Every line of the listing that holds the word "example" should be returned.

▼

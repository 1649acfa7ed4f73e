//! Page models for the shop, cart and wishlist.
//!
//! Each page is assembled from the catalog, the wishlist and the request's
//! [`ShopperContext`]. Every reader is asked at most once per page; the cart
//! always comes from the context.

use serde::Serialize;
use thiserror::Error;
use tracing::instrument;

use emporium_core::{
    AvailabilityStatus, CartLine, Category, CategoryId, Product, ProductId, evaluate,
};

use crate::db::{CatalogReader, RepositoryError, WishlistReader};
use crate::middleware::ShopperContext;
use crate::services::storage::{ImageUrl, StorageService};
use crate::state::AppState;

/// Shown when a search finds nothing.
pub const SEARCH_NOT_FOUND: &str = "Your search did not match any products";

/// Errors while assembling a page.
#[derive(Debug, Error)]
pub enum ShopError {
    #[error("product {0} not found")]
    ProductNotFound(ProductId),

    #[error("category {0} not found")]
    CategoryNotFound(CategoryId),

    #[error("sign in required")]
    SignInRequired,

    #[error(transparent)]
    Repository(#[from] RepositoryError),
}

/// A product in a listing, with its primary image.
#[derive(Debug, Clone, Serialize)]
pub struct ProductSummary {
    pub id: ProductId,
    pub category_id: CategoryId,
    pub name: String,
    pub price: String,
    pub in_stock: bool,
    pub image: ImageUrl,
}

/// `GET /shop`
#[derive(Debug, Serialize)]
pub struct ShopPage {
    pub categories: Vec<Category>,
    pub products: Vec<ProductSummary>,
    #[serde(skip_serializing_if = "Option::is_none")]
    pub cart_count: Option<u64>,
}
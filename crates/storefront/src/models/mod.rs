//! Domain models for the storefront.

pub mod session;
pub mod user;

pub use session::{CurrentUser, keys as session_keys};
pub use user::User;
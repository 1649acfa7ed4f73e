//! Rate limiting middleware using governor and `tower_governor`.
//!
//! Only the password login is limited: about ten attempts a minute per client.

use std::net::{IpAddr, SocketAddr};
use std::sync::Arc;

use axum::extract::ConnectInfo;
use axum::http::Request;
use governor::clock::QuantaInstant;
use governor::middleware::NoOpMiddleware;
use tower_governor::{GovernorError, GovernorLayer, governor::GovernorConfigBuilder};

/// Proxy headers consulted for the client address, most specific first.
const CLIENT_IP_HEADERS: &[&str] = &["x-real-ip", "fly-client-ip", "cf-connecting-ip"];

/// Key extractor that reads the client IP from reverse-proxy headers.
///
/// `X-Forwarded-For` wins (its first entry is the original client), then the
/// single-address headers in [`CLIENT_IP_HEADERS`], then the peer address of
/// the connection.
#[derive(Clone, Copy)]
pub struct ForwardedIpKeyExtractor;

impl tower_governor::key_extractor::KeyExtractor for ForwardedIpKeyExtractor {
    type Key = IpAddr;

    fn extract<T>(&self, req: &Request<T>) -> Result<Self::Key, GovernorError> {
        let headers = req.headers();

        let forwarded = headers
            .get("x-forwarded-for")
            .and_then(|v| v.to_str().ok())
            .and_then(|s| s.split(',').next())
            .and_then(|s| s.trim().parse::<IpAddr>().ok());

        forwarded
            .or_else(|| {
                CLIENT_IP_HEADERS.iter().find_map(|name| {
                    headers
                        .get(*name)
                        .and_then(|v| v.to_str().ok())
                        .and_then(|s| s.trim().parse::<IpAddr>().ok())
                })
            })
            .or_else(|| {
                req.extensions()
                    .get::<ConnectInfo<SocketAddr>>()
                    .map(|ConnectInfo(addr)| addr.ip())
            })
            .ok_or(GovernorError::UnableToExtractKey)
    }
}

/// Rate limiter layer type for Axum.
pub type RateLimiterLayer =
    GovernorLayer<ForwardedIpKeyExtractor, NoOpMiddleware<QuantaInstant>, axum::body::Body>;

/// Create rate limiter for login: ~10 requests per minute per IP.
///
/// One token every 6 seconds, burst of 5.
///
/// # Panics
///
/// This function will not panic. The configuration uses only valid positive
/// integers, which are always accepted by `GovernorConfigBuilder`.
#[must_use]
pub fn auth_rate_limiter() -> RateLimiterLayer {
    let config = GovernorConfigBuilder::default()
        .key_extractor(ForwardedIpKeyExtractor)
        .per_second(6)
        .burst_size(5)
        .finish()
        .expect("rate limiter config with per_second(6) and burst_size(5) is valid");
    GovernorLayer::new(Arc::new(config))
}

#[cfg(test)]
#[allow(clippy::unwrap_used)]
mod tests {
    use tower_governor::key_extractor::KeyExtractor;

    use super::*;

    fn request(headers: &[(&str, &str)]) -> Request<()> {
        let mut builder = Request::builder().uri("/login");
        for (name, value) in headers {
            builder = builder.header(*name, *value);
        }
        builder.body(()).unwrap()
    }

    #[test]
    fn test_forwarded_for_first_entry_wins() {
        let req = request(&[
            ("x-forwarded-for", "203.0.113.9, 10.0.0.1"),
            ("x-real-ip", "198.51.100.2"),
        ]);
        let ip = ForwardedIpKeyExtractor.extract(&req).ok();
        assert_eq!(ip, "203.0.113.9".parse().ok());
    }

    #[test]
    fn test_falls_back_to_single_address_headers() {
        let req = request(&[("fly-client-ip", "2001:db8::1")]);
        let ip = ForwardedIpKeyExtractor.extract(&req).ok();
        assert_eq!(ip, "2001:db8::1".parse().ok());
    }

    #[test]
    fn test_falls_back_to_peer_address() {
        let mut req = request(&[]);
        let peer: SocketAddr = "192.0.2.7:51000".parse().unwrap();
        req.extensions_mut().insert(ConnectInfo(peer));
        let ip = ForwardedIpKeyExtractor.extract(&req).ok();
        assert_eq!(ip, Some(peer.ip()));
    }

    #[test]
    fn test_no_address_is_an_error() {
        assert!(ForwardedIpKeyExtractor.extract(&request(&[])).is_err());
    }
}
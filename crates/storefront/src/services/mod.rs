//! Business logic services for the storefront.
//!
//! - `auth` - Password sign-in
//! - `shop` - Page models for the shop, cart and wishlist
//! - `storage` - Product image upload, deletion and presigned URLs

pub mod auth;
pub mod shop;
pub mod storage;
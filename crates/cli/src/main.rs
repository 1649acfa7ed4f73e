//! Emporium CLI - Database migrations and shop management tools.
//!
//! # Usage
//!
//! ```bash
//! # Run storefront database migrations
//! emp-cli migrate
//!
//! # Load categories and products from a YAML file
//! emp-cli seed catalog.yaml --clear
//!
//! # Create an admin account
//! emp-cli user create -e admin@example.com -p 'long passphrase' -r admin
//!
//! # Disable an account
//! emp-cli user disable -e shopper@example.com
//! ```
//!
//! # Environment Variables
//!
//! - `STOREFRONT_DATABASE_URL` (fallback `DATABASE_URL`) - `PostgreSQL` connection string

#![cfg_attr(not(test), forbid(unsafe_code))]

use clap::{Parser, Subcommand};

mod commands;

#[derive(Parser)]
#[command(name = "emp-cli")]
#[command(author, version, about = "Emporium CLI tools")]
struct Cli {
    #[command(subcommand)]
    command: Commands,
}

#[derive(Subcommand)]
enum Commands {
    /// Run database migrations
    Migrate,
    /// Seed categories and products from a YAML file
    Seed {
        /// Path to the catalog YAML file
        file: String,

        /// Delete the existing catalog first
        #[arg(long)]
        clear: bool,
    },
    /// Manage user accounts
    User {
        #[command(subcommand)]
        action: UserAction,
    },
}

#[derive(Subcommand)]
enum UserAction {
    /// Create a new account
    Create {
        /// Email address
        #[arg(short, long)]
        email: String,

        /// Password (at least 8 characters)
        #[arg(short, long)]
        password: String,

        /// Role (`customer`, `admin`)
        #[arg(short, long, default_value = "customer")]
        role: String,
    },
    /// Disable an account; its sessions are signed out on their next request
    Disable {
        /// Email address
        #[arg(short, long)]
        email: String,
    },
    /// Re-enable a disabled account
    Enable {
        /// Email address
        #[arg(short, long)]
        email: String,
    },
}

#[tokio::main]
async fn main() {
    tracing_subscriber::fmt::init();

    let cli = Cli::parse();

    let result: Result<(), Box<dyn std::error::Error>> = run(cli).await;

    if let Err(e) = result {
        tracing::error!("Command failed: {e}");
        std::process::exit(1);
    }
}

async fn run(cli: Cli) -> Result<(), Box<dyn std::error::Error>> {
    match cli.command {
        Commands::Migrate => commands::migrate::run().await?,
        Commands::Seed { file, clear } => {
            commands::seed::catalog(&file, clear).await?;
        }
        Commands::User { action } => match action {
            UserAction::Create {
                email,
                password,
                role,
            } => {
                commands::user::create(&email, &password, &role).await?;
            }
            UserAction::Disable { email } => commands::user::set_enabled(&email, false).await?,
            UserAction::Enable { email } => commands::user::set_enabled(&email, true).await?,
        },
    }
    Ok(())
}
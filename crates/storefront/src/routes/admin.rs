//! Admin dashboard and product image management.

use axum::{
    Json,
    extract::{Multipart, Path, State},
    http::StatusCode,
};
use serde::Serialize;
use tracing::{info, instrument};

use emporium_core::{ProductId, ProductImage, ProductImageId};

use crate::error::{AppError, Result};
use crate::state::AppState;

/// Multipart field carrying the image.
const IMAGE_FIELD: &str = "image";

/// Dashboard model.
#[derive(Debug, Serialize)]
pub struct Dashboard {
    pub category_count: usize,
    pub product_count: usize,
}

/// The admin dashboard.
pub async fn dashboard(State(state): State<AppState>) -> Result<Json<Dashboard>> {
    let categories = state.catalog().categories().await?;
    let products = state.catalog().products().await?;
    Ok(Json(Dashboard {
        category_count: categories.len(),
        product_count: products.len(),
    }))
}

/// Upload an additional product image.
///
/// The object is stored first; if the product then turns out not to exist the
/// object is removed again.
#[instrument(skip(state, multipart))]
pub async fn upload_image(
    State(state): State<AppState>,
    Path(product_id): Path<i64>,
    mut multipart: Multipart,
) -> Result<(StatusCode, Json<ProductImage>)> {
    let product_id = ProductId::new(product_id);

    let mut upload = None;
    while let Some(field) = multipart
        .next_field()
        .await
        .map_err(|e| AppError::BadRequest(e.to_string()))?
    {
        if field.name() != Some(IMAGE_FIELD) {
            continue;
        }
        let filename = field.file_name().unwrap_or_default().to_string();
        let content_type = field
            .content_type()
            .unwrap_or("application/octet-stream")
            .to_string();
        let bytes = field
            .bytes()
            .await
            .map_err(|e| AppError::BadRequest(e.to_string()))?;
        upload = Some((filename, content_type, bytes.to_vec()));
        break;
    }
    let (filename, content_type, body) =
        upload.ok_or_else(|| AppError::BadRequest(format!("missing '{IMAGE_FIELD}' field")))?;

    let key = state.storage().upload(&filename, &content_type, body).await?;
    let image = match state.catalog_writer().add_product_image(product_id, &key).await {
        Ok(image) => image,
        Err(err) => {
            if let Err(e) = state.storage().delete(&key).await {
                tracing::warn!(%key, error = %e, "Failed to remove orphaned image");
            }
            return Err(err.into());
        }
    };

    info!(%product_id, %key, "Product image added");
    Ok((StatusCode::CREATED, Json(image)))
}

/// Delete an additional product image and its object.
///
/// The object goes first. If the store refuses, the row stays so the request
/// can be retried.
#[instrument(skip(state))]
pub async fn delete_image(
    State(state): State<AppState>,
    Path((product_id, image_id)): Path<(i64, i64)>,
) -> Result<StatusCode> {
    let product_id = ProductId::new(product_id);
    let image_id = ProductImageId::new(image_id);
    let not_found = || AppError::NotFound(format!("image {image_id} of product {product_id}"));

    let product = state.catalog().product(product_id).await?.ok_or_else(not_found)?;
    let image = product
        .images
        .into_iter()
        .find(|image| image.id == image_id)
        .ok_or_else(not_found)?;

    state.storage().delete(&image.key).await?;
    state
        .catalog_writer()
        .remove_product_image(product_id, image_id)
        .await?
        .ok_or_else(not_found)?;

    info!(%product_id, key = %image.key, "Product image deleted");
    Ok(StatusCode::NO_CONTENT)
}
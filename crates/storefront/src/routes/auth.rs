//! Password sign-in and sign-out.

use axum::{
    Form, Json,
    extract::{Query, State},
    http::StatusCode,
    response::{IntoResponse, Redirect, Response},
};
use serde::{Deserialize, Serialize};
use tower_sessions::Session;
use tracing::{info, instrument, warn};

use crate::error::{clear_sentry_user, set_sentry_user};
use crate::middleware::{clear_current_user, set_current_user};
use crate::models::CurrentUser;
use crate::services::auth::{AuthError, AuthService};
use crate::state::AppState;

/// Where a failed sign-in lands.
const LOGIN_FAILED: &str = "/login?error=true";

/// Login form data.
#[derive(Debug, Deserialize)]
pub struct LoginForm {
    pub email: String,
    pub password: String,
}

/// Query parameters of the login page.
#[derive(Debug, Deserialize)]
pub struct LoginQuery {
    pub error: Option<String>,
}

/// Login page model.
#[derive(Debug, Serialize)]
pub struct LoginPage {
    pub error: bool,
}

/// Access denied page model.
#[derive(Debug, Serialize)]
pub struct AccessDeniedPage {
    pub message: &'static str,
}

/// Display the login page.
pub async fn login_page(Query(query): Query<LoginQuery>) -> Json<LoginPage> {
    Json(LoginPage {
        error: query.error.as_deref() == Some("true"),
    })
}

/// Handle login form submission.
///
/// Every failure, including a disabled account, lands on the same page.
#[instrument(skip(state, session, form))]
pub async fn login(
    State(state): State<AppState>,
    session: Session,
    Form(form): Form<LoginForm>,
) -> Response {
    let auth = AuthService::new(state.users());
    let user = match auth.login_with_password(&form.email, &form.password).await {
        Ok(user) => user,
        Err(err @ (AuthError::Repository(_) | AuthError::PasswordHash)) => {
            tracing::error!(error = %err, "Login failed");
            return Redirect::to(LOGIN_FAILED).into_response();
        }
        Err(err) => {
            warn!(error = %err, "Login rejected");
            return Redirect::to(LOGIN_FAILED).into_response();
        }
    };

    if let Err(e) = set_current_user(&session, &CurrentUser::from(&user)).await {
        tracing::error!("Failed to set session: {}", e);
        return Redirect::to(LOGIN_FAILED).into_response();
    }

    set_sentry_user(&user.id, Some(user.email.as_str()));
    info!(user_id = %user.id, role = ?user.role, "Signed in");
    Redirect::to("/").into_response()
}

/// Handle logout.
pub async fn logout(session: Session) -> Response {
    if let Err(e) = clear_current_user(&session).await {
        tracing::error!("Failed to clear session: {}", e);
    }
    clear_sentry_user();
    Redirect::to("/login").into_response()
}

/// Shown to signed-in users who lack the role for a page.
pub async fn access_denied() -> Response {
    (
        StatusCode::FORBIDDEN,
        Json(AccessDeniedPage {
            message: "You do not have permission to view this page",
        }),
    )
        .into_response()
}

▲

Output below
//! emp-cli user create -e admin@example.com -p 'long passphrase' -r admin
//! emp-cli user disable -e shopper@example.com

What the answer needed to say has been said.